**INFORMATION GIVEN:**
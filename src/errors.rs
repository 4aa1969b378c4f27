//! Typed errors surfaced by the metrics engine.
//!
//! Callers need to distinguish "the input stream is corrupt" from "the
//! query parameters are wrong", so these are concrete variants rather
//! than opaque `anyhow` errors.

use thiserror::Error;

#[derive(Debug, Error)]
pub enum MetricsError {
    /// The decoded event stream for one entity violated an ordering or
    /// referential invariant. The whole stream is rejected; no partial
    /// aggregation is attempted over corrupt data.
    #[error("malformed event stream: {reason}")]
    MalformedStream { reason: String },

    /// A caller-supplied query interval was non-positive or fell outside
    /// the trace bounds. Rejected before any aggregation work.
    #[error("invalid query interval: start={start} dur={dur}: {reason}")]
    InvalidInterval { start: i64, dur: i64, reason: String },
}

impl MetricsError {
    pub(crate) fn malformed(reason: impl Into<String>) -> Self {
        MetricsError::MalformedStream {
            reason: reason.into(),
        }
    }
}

==

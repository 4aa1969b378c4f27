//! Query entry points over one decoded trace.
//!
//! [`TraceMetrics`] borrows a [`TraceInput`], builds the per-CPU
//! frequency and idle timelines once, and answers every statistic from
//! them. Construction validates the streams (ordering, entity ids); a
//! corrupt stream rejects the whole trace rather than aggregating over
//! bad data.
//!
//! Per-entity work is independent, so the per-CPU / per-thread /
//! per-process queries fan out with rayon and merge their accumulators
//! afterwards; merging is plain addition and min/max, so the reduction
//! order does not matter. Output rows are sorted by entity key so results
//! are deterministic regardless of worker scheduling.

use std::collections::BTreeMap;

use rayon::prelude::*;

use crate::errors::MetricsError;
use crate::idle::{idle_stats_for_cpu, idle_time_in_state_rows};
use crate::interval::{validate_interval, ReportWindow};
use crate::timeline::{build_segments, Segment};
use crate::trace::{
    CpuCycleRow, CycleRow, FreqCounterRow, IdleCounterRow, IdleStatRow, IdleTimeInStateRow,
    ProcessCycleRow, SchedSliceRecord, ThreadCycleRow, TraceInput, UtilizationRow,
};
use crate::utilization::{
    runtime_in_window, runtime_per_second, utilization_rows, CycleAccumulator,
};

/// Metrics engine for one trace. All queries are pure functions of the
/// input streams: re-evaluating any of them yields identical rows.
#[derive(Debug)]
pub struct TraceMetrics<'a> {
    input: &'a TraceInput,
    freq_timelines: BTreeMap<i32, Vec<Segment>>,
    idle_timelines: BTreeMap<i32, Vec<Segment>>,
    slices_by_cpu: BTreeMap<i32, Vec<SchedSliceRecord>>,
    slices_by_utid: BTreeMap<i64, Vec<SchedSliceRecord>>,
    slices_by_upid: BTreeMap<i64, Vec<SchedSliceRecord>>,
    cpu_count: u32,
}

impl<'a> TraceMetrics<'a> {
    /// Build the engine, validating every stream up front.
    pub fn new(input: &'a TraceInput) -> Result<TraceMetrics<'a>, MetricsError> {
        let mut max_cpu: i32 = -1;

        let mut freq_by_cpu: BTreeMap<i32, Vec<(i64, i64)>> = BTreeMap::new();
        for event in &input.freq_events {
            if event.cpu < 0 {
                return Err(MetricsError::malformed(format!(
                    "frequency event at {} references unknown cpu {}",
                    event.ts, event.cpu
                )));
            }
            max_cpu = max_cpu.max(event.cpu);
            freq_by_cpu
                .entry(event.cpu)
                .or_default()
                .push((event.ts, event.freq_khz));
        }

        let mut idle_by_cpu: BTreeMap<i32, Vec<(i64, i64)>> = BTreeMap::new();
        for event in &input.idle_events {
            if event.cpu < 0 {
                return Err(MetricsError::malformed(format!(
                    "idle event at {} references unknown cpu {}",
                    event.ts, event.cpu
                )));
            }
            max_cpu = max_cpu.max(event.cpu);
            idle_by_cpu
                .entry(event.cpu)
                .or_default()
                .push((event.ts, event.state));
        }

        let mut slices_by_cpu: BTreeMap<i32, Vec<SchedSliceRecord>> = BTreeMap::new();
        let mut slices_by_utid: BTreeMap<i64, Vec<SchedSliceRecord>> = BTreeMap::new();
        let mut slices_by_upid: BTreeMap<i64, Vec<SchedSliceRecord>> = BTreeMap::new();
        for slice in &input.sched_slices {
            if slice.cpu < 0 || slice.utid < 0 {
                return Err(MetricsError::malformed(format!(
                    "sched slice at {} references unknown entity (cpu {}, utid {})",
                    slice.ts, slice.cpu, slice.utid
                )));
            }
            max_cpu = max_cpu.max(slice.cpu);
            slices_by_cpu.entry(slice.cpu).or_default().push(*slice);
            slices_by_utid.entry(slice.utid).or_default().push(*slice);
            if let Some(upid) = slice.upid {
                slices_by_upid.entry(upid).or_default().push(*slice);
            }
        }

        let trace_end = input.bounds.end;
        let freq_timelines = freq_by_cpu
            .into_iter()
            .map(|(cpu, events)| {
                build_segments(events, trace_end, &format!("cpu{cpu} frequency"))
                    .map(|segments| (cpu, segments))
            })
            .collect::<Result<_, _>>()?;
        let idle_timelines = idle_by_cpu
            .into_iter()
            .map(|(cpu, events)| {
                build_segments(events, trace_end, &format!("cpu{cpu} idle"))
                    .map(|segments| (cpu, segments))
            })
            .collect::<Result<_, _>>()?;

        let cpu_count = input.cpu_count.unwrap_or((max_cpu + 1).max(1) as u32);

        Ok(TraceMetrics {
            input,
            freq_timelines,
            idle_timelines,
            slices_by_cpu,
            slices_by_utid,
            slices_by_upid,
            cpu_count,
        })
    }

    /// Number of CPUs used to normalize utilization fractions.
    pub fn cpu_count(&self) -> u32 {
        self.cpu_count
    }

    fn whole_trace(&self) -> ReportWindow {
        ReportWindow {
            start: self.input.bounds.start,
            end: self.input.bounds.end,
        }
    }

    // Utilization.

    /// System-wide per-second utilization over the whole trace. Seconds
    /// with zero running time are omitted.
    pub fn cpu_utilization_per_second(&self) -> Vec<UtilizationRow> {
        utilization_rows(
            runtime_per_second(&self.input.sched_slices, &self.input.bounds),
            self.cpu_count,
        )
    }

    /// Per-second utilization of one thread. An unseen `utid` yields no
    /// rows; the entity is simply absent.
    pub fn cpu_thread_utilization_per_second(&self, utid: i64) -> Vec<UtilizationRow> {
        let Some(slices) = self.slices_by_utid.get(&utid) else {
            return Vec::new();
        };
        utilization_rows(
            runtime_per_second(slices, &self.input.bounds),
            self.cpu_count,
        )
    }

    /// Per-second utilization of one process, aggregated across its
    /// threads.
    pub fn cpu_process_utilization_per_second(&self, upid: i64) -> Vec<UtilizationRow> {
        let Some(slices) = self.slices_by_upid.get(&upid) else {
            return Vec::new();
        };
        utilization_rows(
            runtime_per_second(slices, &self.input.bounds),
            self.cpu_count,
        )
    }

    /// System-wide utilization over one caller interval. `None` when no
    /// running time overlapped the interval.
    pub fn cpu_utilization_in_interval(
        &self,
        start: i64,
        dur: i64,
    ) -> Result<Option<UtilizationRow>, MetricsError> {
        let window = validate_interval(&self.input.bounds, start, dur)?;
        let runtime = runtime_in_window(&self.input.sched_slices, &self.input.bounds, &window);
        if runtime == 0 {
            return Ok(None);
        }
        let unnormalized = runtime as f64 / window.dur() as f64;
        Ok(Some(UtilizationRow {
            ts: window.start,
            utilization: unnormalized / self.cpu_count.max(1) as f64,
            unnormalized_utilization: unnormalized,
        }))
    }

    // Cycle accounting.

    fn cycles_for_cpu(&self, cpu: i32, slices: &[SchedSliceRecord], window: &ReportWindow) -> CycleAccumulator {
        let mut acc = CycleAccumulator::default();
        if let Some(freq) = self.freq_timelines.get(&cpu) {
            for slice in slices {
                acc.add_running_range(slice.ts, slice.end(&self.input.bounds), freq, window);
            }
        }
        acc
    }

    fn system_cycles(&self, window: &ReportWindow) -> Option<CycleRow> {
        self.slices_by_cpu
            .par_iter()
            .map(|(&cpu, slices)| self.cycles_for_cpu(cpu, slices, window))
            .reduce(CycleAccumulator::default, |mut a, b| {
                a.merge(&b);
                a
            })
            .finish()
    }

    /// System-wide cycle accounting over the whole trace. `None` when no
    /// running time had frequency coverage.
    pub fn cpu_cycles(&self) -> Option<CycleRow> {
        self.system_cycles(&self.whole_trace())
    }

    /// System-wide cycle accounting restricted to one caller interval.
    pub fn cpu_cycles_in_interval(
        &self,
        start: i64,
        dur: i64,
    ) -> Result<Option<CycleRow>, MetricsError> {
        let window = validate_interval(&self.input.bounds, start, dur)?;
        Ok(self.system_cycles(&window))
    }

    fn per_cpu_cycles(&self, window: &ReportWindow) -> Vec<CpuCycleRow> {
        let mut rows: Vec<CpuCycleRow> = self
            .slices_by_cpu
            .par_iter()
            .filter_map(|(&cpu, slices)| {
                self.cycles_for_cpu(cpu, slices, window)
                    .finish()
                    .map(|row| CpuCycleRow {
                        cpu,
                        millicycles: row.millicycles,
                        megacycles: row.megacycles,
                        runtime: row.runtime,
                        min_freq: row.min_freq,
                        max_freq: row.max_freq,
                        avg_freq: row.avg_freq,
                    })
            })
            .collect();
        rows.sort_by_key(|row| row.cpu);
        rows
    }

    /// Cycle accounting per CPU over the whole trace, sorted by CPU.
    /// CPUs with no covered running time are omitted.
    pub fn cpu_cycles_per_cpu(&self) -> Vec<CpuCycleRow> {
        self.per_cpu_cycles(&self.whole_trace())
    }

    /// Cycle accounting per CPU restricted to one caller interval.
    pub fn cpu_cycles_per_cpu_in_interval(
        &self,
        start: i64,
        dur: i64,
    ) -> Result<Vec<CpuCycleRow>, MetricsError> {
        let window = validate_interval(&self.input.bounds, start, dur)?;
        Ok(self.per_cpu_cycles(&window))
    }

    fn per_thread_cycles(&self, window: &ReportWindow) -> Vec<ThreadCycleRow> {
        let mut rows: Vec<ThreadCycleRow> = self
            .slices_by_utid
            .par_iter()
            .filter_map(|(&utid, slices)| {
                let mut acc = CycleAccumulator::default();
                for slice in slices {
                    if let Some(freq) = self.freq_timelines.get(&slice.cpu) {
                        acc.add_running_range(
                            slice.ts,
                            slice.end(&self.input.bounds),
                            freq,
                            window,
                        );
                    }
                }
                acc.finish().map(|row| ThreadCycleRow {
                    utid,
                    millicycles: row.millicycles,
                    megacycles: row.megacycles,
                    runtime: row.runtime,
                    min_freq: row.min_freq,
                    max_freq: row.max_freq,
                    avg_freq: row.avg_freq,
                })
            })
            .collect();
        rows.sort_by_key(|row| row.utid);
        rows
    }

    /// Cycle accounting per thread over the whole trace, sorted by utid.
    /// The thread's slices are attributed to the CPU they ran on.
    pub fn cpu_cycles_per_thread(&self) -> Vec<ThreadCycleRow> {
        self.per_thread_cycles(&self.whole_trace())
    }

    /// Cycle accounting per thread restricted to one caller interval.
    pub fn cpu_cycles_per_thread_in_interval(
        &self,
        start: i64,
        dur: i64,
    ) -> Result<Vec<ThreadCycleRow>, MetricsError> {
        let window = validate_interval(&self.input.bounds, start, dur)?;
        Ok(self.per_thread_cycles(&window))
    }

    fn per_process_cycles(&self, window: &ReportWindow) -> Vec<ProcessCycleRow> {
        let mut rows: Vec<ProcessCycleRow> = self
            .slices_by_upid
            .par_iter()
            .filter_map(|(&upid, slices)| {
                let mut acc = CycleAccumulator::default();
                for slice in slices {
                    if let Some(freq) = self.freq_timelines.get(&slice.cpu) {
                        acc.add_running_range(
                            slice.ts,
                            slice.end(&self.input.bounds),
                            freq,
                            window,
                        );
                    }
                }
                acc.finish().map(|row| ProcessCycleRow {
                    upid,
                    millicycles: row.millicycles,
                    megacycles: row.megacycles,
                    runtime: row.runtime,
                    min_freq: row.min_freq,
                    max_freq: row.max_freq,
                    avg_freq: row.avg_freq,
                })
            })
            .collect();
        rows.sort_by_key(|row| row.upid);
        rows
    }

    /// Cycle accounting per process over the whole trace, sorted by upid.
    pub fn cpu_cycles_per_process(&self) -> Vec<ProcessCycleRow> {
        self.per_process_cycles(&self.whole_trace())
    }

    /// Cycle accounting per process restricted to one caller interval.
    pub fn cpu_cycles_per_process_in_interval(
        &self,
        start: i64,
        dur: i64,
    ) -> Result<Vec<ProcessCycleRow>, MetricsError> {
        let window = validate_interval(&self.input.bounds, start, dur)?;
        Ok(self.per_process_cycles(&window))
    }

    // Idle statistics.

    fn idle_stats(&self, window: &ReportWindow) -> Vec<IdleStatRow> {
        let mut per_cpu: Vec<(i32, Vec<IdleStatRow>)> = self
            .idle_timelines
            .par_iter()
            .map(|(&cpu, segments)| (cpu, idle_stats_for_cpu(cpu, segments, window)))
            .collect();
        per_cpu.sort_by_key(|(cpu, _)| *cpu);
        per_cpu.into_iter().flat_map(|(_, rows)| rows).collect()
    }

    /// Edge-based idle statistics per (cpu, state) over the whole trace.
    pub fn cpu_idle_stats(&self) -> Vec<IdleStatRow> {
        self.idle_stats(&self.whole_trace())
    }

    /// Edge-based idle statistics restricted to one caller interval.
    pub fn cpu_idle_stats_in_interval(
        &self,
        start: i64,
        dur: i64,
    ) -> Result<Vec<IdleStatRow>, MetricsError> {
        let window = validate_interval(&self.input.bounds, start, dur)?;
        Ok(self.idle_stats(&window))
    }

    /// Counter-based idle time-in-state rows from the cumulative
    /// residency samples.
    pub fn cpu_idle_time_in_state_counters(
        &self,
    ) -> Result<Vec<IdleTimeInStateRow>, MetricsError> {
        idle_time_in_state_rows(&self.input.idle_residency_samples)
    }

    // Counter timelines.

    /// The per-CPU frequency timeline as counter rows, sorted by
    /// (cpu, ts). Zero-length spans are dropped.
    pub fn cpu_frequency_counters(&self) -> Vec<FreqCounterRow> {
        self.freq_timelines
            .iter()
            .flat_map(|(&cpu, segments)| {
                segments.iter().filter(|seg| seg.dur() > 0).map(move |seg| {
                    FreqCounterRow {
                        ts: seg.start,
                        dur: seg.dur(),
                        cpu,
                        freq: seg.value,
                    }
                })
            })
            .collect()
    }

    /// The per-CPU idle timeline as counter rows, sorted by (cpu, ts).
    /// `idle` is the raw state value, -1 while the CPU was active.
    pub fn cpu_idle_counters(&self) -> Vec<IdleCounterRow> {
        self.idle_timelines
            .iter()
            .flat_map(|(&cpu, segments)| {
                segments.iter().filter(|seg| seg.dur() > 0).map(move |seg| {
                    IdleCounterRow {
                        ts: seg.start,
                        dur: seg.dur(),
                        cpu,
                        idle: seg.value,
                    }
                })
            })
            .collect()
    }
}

**WORK REQUEST:**
Among the entries, how many lines include the word "unnormalized"? Answer with a single number and nothing further.

**SOLUTION BELOW:**
3